Attachment and cytoarchitecture of SH-SY5Y cells on collagen and amyloid fibrils. A, cytoskeletal organization and focal adhesion formation in SH-SY5Y cells on collagen and amyloid fibrils. Phalloidin (green), FAK (red), and DAPI (blue) were used to visualize F-actin, focal adhesions, and nuclei, respectively. Scale bar, 20 μm. B, cytoskeletal organization and focal adhesion formation in SH-SY5Y cells on kassinin and Sub P monomers. Phalloidin (green), FAK (red), and DAPI (blue) staining showing organization of F-actin, focal adhesions, and nuclei in the immunofluorescence study, respectively.
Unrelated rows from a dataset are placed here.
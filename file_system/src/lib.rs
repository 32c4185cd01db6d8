use std::{
    env, fs,
    path::{Path, PathBuf},
};

use directories_next::{BaseDirs, ProjectDirs};

/// Marker files expected as direct children of the project root.
///
/// These names are a contract with the repository layout; the uninstall
/// safety checks refuse to operate on any directory missing them.
pub const PROJECT_MARKER_FILES: [&str; 2] = ["Cargo.toml", "README.md"];

/// Name of the JSON preferences file in the project root.
pub const PREFERENCES_FILE_NAME: &str = ".showcase_prefs.json";

/// Directory under the project root holding one subdirectory per assignment.
pub const ASSIGNMENTS_DIR_NAME: &str = "assignments";

/// Resolves the launcher's own installation directory.
///
/// Prefers the working directory when it carries the project markers,
/// otherwise walks up from the executable location. Falls back to the
/// working directory so that validation produces the actual rejection
/// message instead of a panic here.
pub fn get_project_root() -> PathBuf {
    if let Ok(cwd) = env::current_dir() {
        if has_project_markers(&cwd) {
            return cwd;
        }
    }
    if let Ok(exe) = env::current_exe() {
        for ancestor in exe.ancestors().skip(1) {
            if has_project_markers(ancestor) {
                return ancestor.to_path_buf();
            }
        }
    }
    env::current_dir().unwrap_or_else(|_| PathBuf::from("."))
}

/// True when every project marker exists as a direct child of `dir`.
pub fn has_project_markers(dir: &Path) -> bool {
    PROJECT_MARKER_FILES
        .iter()
        .all(|marker| dir.join(marker).is_file())
}

/// Returns path to the preferences file for the given project root.
pub fn get_preferences_path(project_root: &Path) -> PathBuf {
    project_root.join(PREFERENCES_FILE_NAME)
}

/// Returns path to the assignments directory for the given project root.
pub fn get_assignments_dir(project_root: &Path) -> PathBuf {
    project_root.join(ASSIGNMENTS_DIR_NAME)
}

/// Returns the user's home directory, when one can be determined.
pub fn get_home_dir() -> Option<PathBuf> {
    BaseDirs::new().map(|dirs| dirs.home_dir().to_path_buf())
}

/// Returns the log directory in the default data dir for the application.
pub fn get_log_dir() -> PathBuf {
    let project_dirs =
        ProjectDirs::from("org", "showcase", "showcase").expect("could not determine project directory");
    let log_dir = project_dirs.data_local_dir().join("logs");
    fs::create_dir_all(&log_dir).expect("Failed to create log directory");
    log_dir
}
Scale bar, 20 μm. Perinuclear staining of FAK was observed in cells grown on both monomers of kassinin and Sub P. C, quantitative analysis of the size and number of FAK-positive focal adhesions. The higher number and larger size of focal adhesion complex are shown in the case of kassinin and Sub P fibrils relative to collagen. Statistical significance (*, p < 0.05) was determined by Student's t test. D, β1 and β3 integrin expression profile in SH-SY5Y cells cultured on uncoated, collagen-coated, and kassinin fibril-coated glass coverslips. The mRNA expression of β1 integrin was highest in cells cultured on kassinin fibrils. E, localization of β1 integrin of cells grown on uncoated glass, collagen, and kassinin amyloid surfaces. Scale bar, 20 μm. Increased β1 integrin staining and clustering (white arrows) were found in cells cultured on amyloid surfaces. F, clustering of β1 integrins in SH-SY5Y cells (quantified from fluorescence intensity) is shown to be higher on kassinin substrates compared with collagen. Error bars, S.D. **, p < 0.005.